8. No Rights as Shareholder until Exercise. This Warrant does not entitle the
holder hereof to any voting rights or other rights as a shareholder of the
Company prior to the exercise hereof. Upon the surrender of this Warrant and the
payment of the aggregate Exercise Price, the Warrant Shares so purchased shall
be and be deemed to be issued to such holder as the record owner of such shares
as of the close of business on the later of the date of such surrender or
payment.

9. Loss, Theft, Destruction or Mutilation of Warrant. The Company represents and
warrants that upon receipt by the Company of evidence reasonably satisfactory to
it of the loss, theft, destruction or mutilation of this Warrant certificate or
any stock certificate relating to the Warrant Shares, and in case of loss, theft
or destruction, of indemnity or security reasonably satisfactory to it, and upon
surrender and cancellation of such Warrant or stock certificate, if mutilated,
the Company will make and deliver a new Warrant or stock certificate of like
tenor and dated as of such cancellation, in lieu of such Warrant or stock
certificate.

10. Saturdays, Sundays, Holidays, etc. If the last or appointed day for the
taking of any action or the expiration of any right required or granted herein
shall be a Saturday, Sunday or a legal holiday, then such action may be taken or
such right may be exercised on the next succeeding day not a Saturday, Sunday or
legal holiday.

11. Adjustments of Exercise Price and Number of Warrant Shares. (a) Stock
Splits, etc.

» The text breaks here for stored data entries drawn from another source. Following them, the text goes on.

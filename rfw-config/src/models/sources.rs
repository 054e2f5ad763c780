//! Settings that fall back to defaults instead of failing.

use crate::{
    constants::{ALERT_SNS_CHANNEL_KEY, AWS_REGION_KEY, DEBUG_KEY},
    env::EnvSource,
    util::{non_empty_var, parse_bool_var},
};

/// Optional environment-derived settings. None of these can fail a load.
#[derive(Debug, Default, Clone, PartialEq, Eq)]
pub struct OptionalSettings {
    /// `ALERT_SNS_CHANNEL`, if non-empty.
    pub alert_sns_channel: Option<String>,
    /// `AWS_REGION`, if non-empty.
    pub aws_region: Option<String>,
    /// `DEBUG`, if it parses as a boolean.
    pub debug: Option<bool>,
}

impl OptionalSettings {
    /// Read every optional key from `env`.
    pub fn gather<E: EnvSource + ?Sized>(env: &E) -> Self {
        Self {
            alert_sns_channel: non_empty_var(env, ALERT_SNS_CHANNEL_KEY),
            aws_region: non_empty_var(env, AWS_REGION_KEY),
            debug: parse_bool_var(env, DEBUG_KEY),
        }
    }
}
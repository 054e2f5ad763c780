//! Configuration library for the remote file watcher.
//!
//! Everything the watcher needs at startup comes from environment variables:
//! the storage bucket (`DATA_BUCKET`), an ordered list of watch targets
//! (`URL_1`, `URL_2`, … up to the first gap) and a handful of optional
//! settings. Lookups go through [`EnvSource`] so the loader is a pure
//! function of its source and can be exercised without touching the process
//! environment.

pub mod constants;
pub mod env;
pub mod loader;
pub mod models;
pub mod util;
pub mod validation;

pub use env::{EnvFileOverlay, EnvSource, MapEnv, ProcessEnv};
pub use loader::{
    ConfigLoad, ConfigLoader, bucket::resolve_bucket, error::ConfigLoadError, urls::discover_urls,
};
pub use models::{
    Config, ConfigMetadata, DiscoveryStop, StorageLayout, UrlDiscovery, WatchTarget,
};
pub use validation::{ConfigWarning, ConfigWarnings};
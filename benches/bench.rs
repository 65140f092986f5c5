use criterion::{black_box, criterion_group, criterion_main, BenchmarkId, Criterion};

const NUMS: &[f64] = &[0., -69., 123406000., 0.1234, 2.718281828459045, 1.7976931348623157e308];

fn benchmark_id(x: f64) -> BenchmarkId {
    BenchmarkId::from_parameter(ryu::Buffer::new().format(x))
}

fn charconv_general(c: &mut Criterion) {
    let mut g = c.benchmark_group("charconv_general");

    for num in NUMS {
        g.bench_with_input(benchmark_id(*num), num, |b, &num| {
            b.iter(|| {
                let mut buf = [0u8; 32];
                charconv::to_chars(&mut buf, black_box(num)).unwrap()
            });
        });
    }
    g.finish();
}

fn charconv_buffer(c: &mut Criterion) {
    let mut g = c.benchmark_group("charconv_buffer");

    for num in NUMS {
        g.bench_with_input(benchmark_id(*num), num, |b, &num| {
            b.iter(|| charconv::Buffer::new().format(black_box(num)).len());
        });
    }
    g.finish();
}

fn charconv_fixed(c: &mut Criterion) {
    let mut g = c.benchmark_group("charconv_fixed");

    for num in NUMS {
        g.bench_with_input(benchmark_id(*num), num, |b, &num| {
            b.iter(|| {
                let mut buf = [0u8; 384];
                charconv::to_chars_fmt(&mut buf, black_box(num), charconv::CharsFormat::Fixed)
                    .unwrap()
            });
        });
    }
    g.finish();
}

fn charconv_hex(c: &mut Criterion) {
    let mut g = c.benchmark_group("charconv_hex");

    for num in NUMS {
        g.bench_with_input(benchmark_id(*num), num, |b, &num| {
            b.iter(|| {
                let mut buf = [0u8; 32];
                charconv::to_chars_fmt(&mut buf, black_box(num), charconv::CharsFormat::Hex)
                    .unwrap()
            });
        });
    }
    g.finish();
}

fn ryu(c: &mut Criterion) {
    let mut g = c.benchmark_group("ryu");

    for num in NUMS {
        g.bench_with_input(benchmark_id(*num), num, |b, &num| {
            b.iter(|| ryu::Buffer::new().format(black_box(num)).len());
        });
    }
    g.finish();
}

fn std(c: &mut Criterion) {
    let mut g = c.benchmark_group("std");

    use std::io::Write;
    let mut buf = [0u8; 384];
    for num in NUMS {
        g.bench_with_input(benchmark_id(*num), num, |b, &num| {
            b.iter(|| write!(buf.as_mut_slice(), "{}", black_box(num)));
        });
    }
    g.finish();
}

criterion_group!(
    microbench,
    charconv_general,
    charconv_buffer,
    charconv_fixed,
    charconv_hex,
    ryu,
    std
);

criterion_main!(microbench);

The number and kind of securities purchasable upon the exercise of
this Warrant and the Exercise Price shall be subject to adjustment from time to
time upon the happening of any of the following. In case the Company shall (i)
pay a dividend in shares of Common Stock or make a distribution in shares of
Common Stock to holders of its outstanding Common Stock, (ii) subdivide its
outstanding shares of Common Stock into a greater number of shares of Common
Stock, (iii) combine its outstanding shares of Common Stock into a smaller
number of shares of Common Stock or (iv) issue any shares of its capital stock
in a reclassification of the Common Stock, then the number of Warrant Shares
purchasable upon exercise of this Warrant immediately prior thereto shall be
adjusted so that the holder of this Warrant shall be entitled to receive the
kind and number of Warrant Shares or other securities of the Company which he
would have owned or have been entitled to receive had such Warrant been
exercised in advance thereof. Upon each such adjustment of the kind and number
of Warrant Shares or other securities of the Company which are purchasable
hereunder, the holder of this Warrant shall thereafter be entitled to purchase
the number of Warrant Shares or other securities resulting from such adjustment
at an Exercise Price per such Warrant Share or other security obtained by
multiplying the Exercise Price in effect immediately prior to such adjustment by
the number of Warrant Shares purchasable pursuant hereto immediately prior to
such adjustment and dividing by the number of Warrant Shares or other securities
of the Company resulting from such adjustment. An adjustment made pursuant to
this paragraph shall become effective immediately after the effective date of
such event retroactive to the record date, if any, for such event.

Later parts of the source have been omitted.